Simon Aspinall, MD, Internet Business Solutions Group, Cisco

Moving Pictures

Gee RanasinhaBusiness

Over at the Telco 2.0 blog there’s a fascinating interview with Simon Aspinall, MD of Cisco’s Internet Business Solutions Group. The essence of the interview, and the excerpt from a white paper by Cisco about their “medianet” strategy, is that the web is moving to video. Not just consumers uploading clips to sites like YouTube or Vimeo, but actually watching TV over the internet.

According to Cisco, by 2012 nearly 90% of all consumer IP traffic will be video. Think about that for a second.

They also say that, globally, they anticipate that the amount of data exchanged over the internet in 2012 will reach 44 Exabytes (that’s 44 billion Gigabytes) – per month! That’s six times greater than in 2007, and the main reason for this huge increase lies with the expected growth in video.

High-speed internet connections continue to get ever more affordable. As a result of all this available bandwidth, web visitors are increasingly demanding a richer, higher-quality internet experience.
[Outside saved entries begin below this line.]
// src/sink/channel.rs
//! In-process sink: a bounded tokio channel whose receiver feeds whatever ships
//! events onward. `JsonLinesWriter` is the consumer used by the binary.

use std::sync::Mutex;
use std::time::Duration;

use chrono::{DateTime, Utc};
use serde::Serialize;
use tokio::io::{AsyncWrite, AsyncWriteExt};
use tokio::sync::mpsc::{self, error::SendTimeoutError};

use super::DeliverySink;
use crate::error::SinkError;
use crate::ingest::types::{Event, EventPayload};

#[derive(Debug, Clone)]
pub struct Delivered {
    pub event: Event,
    pub timestamp: DateTime<Utc>,
}

pub struct ChannelSink {
    tx: Mutex<Option<mpsc::Sender<Delivered>>>,
}

impl ChannelSink {
    pub fn new(capacity: usize) -> (Self, mpsc::Receiver<Delivered>) {
        let (tx, rx) = mpsc::channel(capacity.max(1));
        (
            Self {
                tx: Mutex::new(Some(tx)),
            },
            rx,
        )
    }

    fn sender(&self) -> Option<mpsc::Sender<Delivered>> {
        match self.tx.lock() {
            Ok(g) => g.clone(),
            Err(poisoned) => poisoned.into_inner().clone(),
        }
    }
}

#[async_trait::async_trait]
impl DeliverySink for ChannelSink {
    async fn submit(
        &self,
        event: &Event,
        timestamp: DateTime<Utc>,
        wait: Duration,
    ) -> Result<(), SinkError> {
        let tx = self.sender().ok_or(SinkError::Closed)?;
        let item = Delivered {
            event: event.clone(),
            timestamp,
        };
        match tx.send_timeout(item, wait).await {
            Ok(()) => Ok(()),
            Err(SendTimeoutError::Timeout(_)) => Err(SinkError::BufferFull),
            Err(SendTimeoutError::Closed(_)) => {
                Err(SinkError::Fatal("downstream receiver dropped".into()))
            }
        }
    }

    async fn drain(&self, timeout: Duration) -> Result<(), SinkError> {
        let Some(tx) = self.sender() else {
            return Ok(());
        };
        let wait_empty = async {
            loop {
                if tx.capacity() == tx.max_capacity() {
                    return Ok(());
                }
                if tx.is_closed() {
                    return Err(SinkError::Fatal(format!(
                        "downstream receiver dropped with {} pending",
                        tx.max_capacity() - tx.capacity()
                    )));
                }
                tokio::time::sleep(Duration::from_millis(20)).await;
            }
        };
        match tokio::time::timeout(timeout, wait_empty).await {
            Ok(res) => res,
            Err(_) => Err(SinkError::Fatal(format!(
                "drain timed out with {} pending",
                tx.max_capacity() - tx.capacity()
            ))),
        }
    }

    async fn close(&self) -> Result<(), SinkError> {
        let taken = match self.tx.lock() {
            Ok(mut g) => g.take(),
            Err(poisoned) => poisoned.into_inner().take(),
        };
        drop(taken);
        Ok(())
    }
}

#[derive(Serialize)]
struct Line<'a> {
    source: &'a str,
    ts_ms: i64,
    event: &'a EventPayload,
}

/// Writes each delivered event as one JSON line until the sink is closed.
pub struct JsonLinesWriter<W> {
    out: W,
}

impl<W: AsyncWrite + Unpin> JsonLinesWriter<W> {
    pub fn new(out: W) -> Self {
        Self { out }
    }

    pub async fn run(&mut self, mut rx: mpsc::Receiver<Delivered>) -> std::io::Result<usize> {
        let mut n = 0usize;
        while let Some(d) = rx.recv().await {
            let line = Line {
                source: &d.event.source,
                ts_ms: d.timestamp.timestamp_millis(),
                event: &d.event.payload,
            };
            let mut buf = serde_json::to_vec(&line)?;
            buf.push(b'\n');
            self.out.write_all(&buf).await?;
            n += 1;
        }
        self.out.flush().await?;
        Ok(n)
    }

    pub fn into_inner(self) -> W {
        self.out
    }
}

#[cfg(test)]
mod tests {
    use super::*;
    use serde_json::json;

    fn ev(id: &str) -> Event {
        Event::new("threats", json!({ "threatId": id }).as_object().cloned().unwrap())
    }

    #[tokio::test]
    async fn full_buffer_reports_backpressure() {
        let (sink, _rx) = ChannelSink::new(1);
        sink.submit(&ev("a"), Utc::now(), Duration::from_millis(10))
            .await
            .unwrap();
        let err = sink
            .submit(&ev("b"), Utc::now(), Duration::from_millis(10))
            .await
            .unwrap_err();
        assert_eq!(err, SinkError::BufferFull);
    }

    #[tokio::test]
    async fn dropped_receiver_is_fatal() {
        let (sink, rx) = ChannelSink::new(4);
        drop(rx);
        let err = sink
            .submit(&ev("a"), Utc::now(), Duration::from_millis(10))
            .await
            .unwrap_err();
        assert!(matches!(err, SinkError::Fatal(_)));
    }

    #[tokio::test]
    async fn drain_waits_for_consumer_then_close_ends_writer() {
        let (sink, rx) = ChannelSink::new(8);
        for id in ["a", "b", "c"] {
            sink.submit(&ev(id), Utc::now(), Duration::from_secs(1))
                .await
                .unwrap();
        }
        let writer = tokio::spawn(async move { JsonLinesWriter::new(Vec::new()).run(rx).await });
        sink.drain(Duration::from_secs(5)).await.unwrap();
        sink.close().await.unwrap();
        assert_eq!(writer.await.unwrap().unwrap(), 3);

        let err = sink
            .submit(&ev("d"), Utc::now(), Duration::from_millis(10))
            .await
            .unwrap_err();
        assert_eq!(err, SinkError::Closed);
    }

    #[tokio::test]
    async fn drain_times_out_without_consumer() {
        let (sink, _rx) = ChannelSink::new(2);
        sink.submit(&ev("a"), Utc::now(), Duration::from_secs(1))
            .await
            .unwrap();
        let err = sink.drain(Duration::from_millis(50)).await.unwrap_err();
        assert!(matches!(err, SinkError::Fatal(_)));
    }

    #[tokio::test]
    async fn writer_emits_json_lines() {
        let (sink, rx) = ChannelSink::new(4);
        sink.submit(&ev("x"), Utc::now(), Duration::from_secs(1))
            .await
            .unwrap();
        sink.close().await.unwrap();

        let mut writer = JsonLinesWriter::new(Vec::new());
        assert_eq!(writer.run(rx).await.unwrap(), 1);
        let out = String::from_utf8(writer.into_inner()).unwrap();
        let v: serde_json::Value = serde_json::from_str(out.trim_end()).unwrap();
        assert_eq!(v["source"], "threats");
        assert_eq!(v["event"]["threatId"], "x");
        assert!(v["ts_ms"].as_i64().unwrap() > 0);
    }
}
Today, that means video. Not just the YouTube phenomenon, but what companies like Cisco like to call “TV over Telecom”. Have you noticed how more and more TV companies now have websites where you can watch TV shows that you may have missed the first time around? That’s an example of TV over Telecom.
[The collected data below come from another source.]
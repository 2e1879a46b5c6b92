// src/ingest/types.rs
use std::fmt;
use std::sync::Arc;

use chrono::{DateTime, NaiveDateTime, SecondsFormat, Utc};
use serde_json::{Map, Value};
use tokio_util::sync::CancellationToken;

use crate::error::PollError;
use crate::http::executor::RetryExecutor;

/// Raw vendor object. No schema beyond the id/time fields the walker inspects.
pub type EventPayload = Map<String, Value>;

#[derive(Debug, Clone, PartialEq)]
pub struct Event {
    /// Logical key of the source that produced the event, e.g. "threats".
    pub source: String,
    pub payload: EventPayload,
}

impl Event {
    pub fn new(source: impl Into<String>, payload: EventPayload) -> Self {
        Self {
            source: source.into(),
            payload,
        }
    }
}

/// How a source encodes its occurrence time.
#[derive(Debug, Clone, PartialEq, Eq)]
pub enum TimeFormat {
    Rfc3339,
    /// chrono strftime pattern, interpreted as UTC (e.g. `%Y%m%dT%H%M%S`).
    Pattern(String),
}

impl TimeFormat {
    pub fn parse(&self, raw: &str) -> Option<DateTime<Utc>> {
        match self {
            TimeFormat::Rfc3339 => DateTime::parse_from_rfc3339(raw)
                .ok()
                .map(|dt| dt.with_timezone(&Utc)),
            TimeFormat::Pattern(p) => NaiveDateTime::parse_from_str(raw, p)
                .ok()
                .map(|n| n.and_utc()),
        }
    }

    pub fn format(&self, t: DateTime<Utc>) -> String {
        match self {
            TimeFormat::Rfc3339 => t.to_rfc3339_opts(SecondsFormat::Secs, true),
            TimeFormat::Pattern(p) => t.format(p).to_string(),
        }
    }
}

/// Lower-bound filter appended to the listing request.
#[derive(Debug, Clone, Copy, PartialEq, Eq)]
pub enum QueryFilter {
    /// `filter=<time_field> gte <rfc3339>`
    Gte,
    /// `start=<rfc3339>`
    Start,
    /// `starttime=<ms>&endtime=<now ms>`
    EpochMillisRange,
}

#[derive(Debug, Clone, Copy, PartialEq, Eq)]
pub enum Pagination {
    None,
    PageNumber { page_size: u32 },
}

/// "Is there another page" indicator of a paged collection.
#[derive(Debug, Clone, PartialEq, Eq)]
pub enum NextPage {
    /// Numeric field; nonzero means another page exists.
    PageNumber(String),
    /// Boolean field.
    HasMore(String),
}

/// Expected body of a 200 response.
#[derive(Debug, Clone, PartialEq, Eq)]
pub enum ResponseShape {
    Paged { items_field: String, next: NextPage },
    /// Exactly one object, never paginated.
    Single,
    /// Top-level JSON array, never paginated.
    List,
}

impl ResponseShape {
    pub fn paged(items_field: &str) -> Self {
        ResponseShape::Paged {
            items_field: items_field.to_string(),
            next: NextPage::PageNumber("nextPageNumber".to_string()),
        }
    }
}

/// Decoded response: the items plus whether to keep paging.
#[derive(Debug, Clone, Default, PartialEq)]
pub struct Page {
    pub items: Vec<EventPayload>,
    pub has_more: bool,
}

impl Page {
    pub fn items(&self) -> &[EventPayload] {
        &self.items
    }

    pub fn has_more(&self) -> bool {
        self.has_more
    }
}

/// Secondary per-id request turning a summary into a detailed record.
#[async_trait::async_trait]
pub trait DetailFetch: Send + Sync {
    async fn fetch(
        &self,
        executor: &RetryExecutor,
        source_key: &str,
        id: &str,
        cancel: &CancellationToken,
    ) -> Result<Vec<EventPayload>, PollError>;
}

/// `GET <base><endpoint>/<id>` decoded as a single object.
#[derive(Debug, Clone)]
pub struct DetailEndpoint {
    pub base_url: String,
    pub endpoint: String,
}

impl DetailEndpoint {
    pub fn new(base_url: &str, endpoint: &str) -> Self {
        Self {
            base_url: base_url.trim_end_matches('/').to_string(),
            endpoint: endpoint.trim_end_matches('/').to_string(),
        }
    }

    pub fn url_for(&self, id: &str) -> Result<reqwest::Url, PollError> {
        let mut url = reqwest::Url::parse(&format!("{}{}", self.base_url, self.endpoint))
            .map_err(|e| PollError::InvalidUrl(e.to_string()))?;
        url.path_segments_mut()
            .map_err(|_| PollError::InvalidUrl(format!("cannot append id to {}", self.base_url)))?
            .push(id);
        Ok(url)
    }
}

#[async_trait::async_trait]
impl DetailFetch for DetailEndpoint {
    async fn fetch(
        &self,
        executor: &RetryExecutor,
        source_key: &str,
        id: &str,
        cancel: &CancellationToken,
    ) -> Result<Vec<EventPayload>, PollError> {
        let url = self.url_for(id)?;
        let page = executor
            .execute(&url, source_key, &ResponseShape::Single, cancel)
            .await?;
        Ok(page.items)
    }
}

/// Static per-API configuration. Shared read-only across cycles.
#[derive(Clone)]
pub struct SourceDescriptor {
    pub key: String,
    /// Path relative to the base URL; may carry a fixed query string.
    pub endpoint: String,
    /// `None` means identifiers are derived from a content hash.
    pub id_field: Option<String>,
    pub time_field: String,
    pub time_format: TimeFormat,
    pub filter: QueryFilter,
    pub pagination: Pagination,
    pub shape: ResponseShape,
    pub detail: Option<Arc<dyn DetailFetch>>,
}

impl fmt::Debug for SourceDescriptor {
    fn fmt(&self, f: &mut fmt::Formatter<'_>) -> fmt::Result {
        f.debug_struct("SourceDescriptor")
            .field("key", &self.key)
            .field("endpoint", &self.endpoint)
            .field("id_field", &self.id_field)
            .field("time_field", &self.time_field)
            .field("time_format", &self.time_format)
            .field("filter", &self.filter)
            .field("pagination", &self.pagination)
            .field("shape", &self.shape)
            .field("detail", &self.detail.is_some())
            .finish()
    }
}

impl SourceDescriptor {
    /// Paged RFC3339 source using `filter=... gte ...` and numeric pages of 100.
    pub fn paged(key: &str, endpoint: &str, id_field: Option<&str>, time_field: &str) -> Self {
        Self {
            key: key.to_string(),
            endpoint: endpoint.to_string(),
            id_field: id_field.map(str::to_string),
            time_field: time_field.to_string(),
            time_format: TimeFormat::Rfc3339,
            filter: QueryFilter::Gte,
            pagination: Pagination::PageNumber { page_size: 100 },
            shape: ResponseShape::paged(key),
            detail: None,
        }
    }

    /// Unpaginated source whose response is a top-level JSON array.
    pub fn list(key: &str, endpoint: &str, id_field: Option<&str>, time_field: &str) -> Self {
        Self {
            key: key.to_string(),
            endpoint: endpoint.to_string(),
            id_field: id_field.map(str::to_string),
            time_field: time_field.to_string(),
            time_format: TimeFormat::Rfc3339,
            filter: QueryFilter::Gte,
            pagination: Pagination::None,
            shape: ResponseShape::List,
            detail: None,
        }
    }

    pub fn with_shape(mut self, shape: ResponseShape) -> Self {
        self.shape = shape;
        self
    }

    pub fn with_filter(mut self, filter: QueryFilter) -> Self {
        self.filter = filter;
        self
    }

    pub fn with_pagination(mut self, pagination: Pagination) -> Self {
        self.pagination = pagination;
        self
    }

    pub fn with_time_format(mut self, time_format: TimeFormat) -> Self {
        self.time_format = time_format;
        self
    }

    pub fn with_detail(mut self, detail: Arc<dyn DetailFetch>) -> Self {
        self.detail = Some(detail);
        self
    }
}

#[cfg(test)]
mod tests {
    use super::*;
    use chrono::TimeZone;

    #[test]
    fn rfc3339_parse_and_format() {
        let f = TimeFormat::Rfc3339;
        let t = f.parse("2024-03-01T10:00:05Z").unwrap();
        assert_eq!(t, Utc.with_ymd_and_hms(2024, 3, 1, 10, 0, 5).unwrap());
        assert_eq!(f.format(t), "2024-03-01T10:00:05Z");
        assert!(f.parse("yesterday").is_none());
    }

    #[test]
    fn compact_pattern_is_utc() {
        let f = TimeFormat::Pattern("%Y%m%dT%H%M%S".into());
        let t = f.parse("20240301T100005").unwrap();
        assert_eq!(t, Utc.with_ymd_and_hms(2024, 3, 1, 10, 0, 5).unwrap());
        assert_eq!(f.format(t), "20240301T100005");
    }

    #[test]
    fn list_source_is_unpaged() {
        let s = SourceDescriptor::list("breaches", "/modelbreaches", Some("id"), "detectiontime");
        assert_eq!(s.shape, ResponseShape::List);
        assert_eq!(s.pagination, Pagination::None);
        assert!(s.detail.is_none());
    }

    #[test]
    fn detail_url_appends_escaped_id() {
        let d = DetailEndpoint::new("https://api.example.com/v1/", "/cases");
        let url = d.url_for("abc 1").unwrap();
        assert_eq!(url.as_str(), "https://api.example.com/v1/cases/abc%201");
    }
}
However, the future of internet TV is a lot more than catching up on last night’s episode of CSI. Cisco is talking about a future of video interactivity allowing users to choose any type of content, from anywhere, and view it pre-optimized for whatever device that they happen to be in front of at the time – TV, computer, mobile phone, whatever.

Depending on your business, leveraging the additional power of video messaging can help increase your market reach, differentiate your value offering, educate your target market, train your channel partners, grow your website visitor rate, and generate more leads.

Video is no longer the reserve of large organizations with vast marketing departments and bottomless budgets.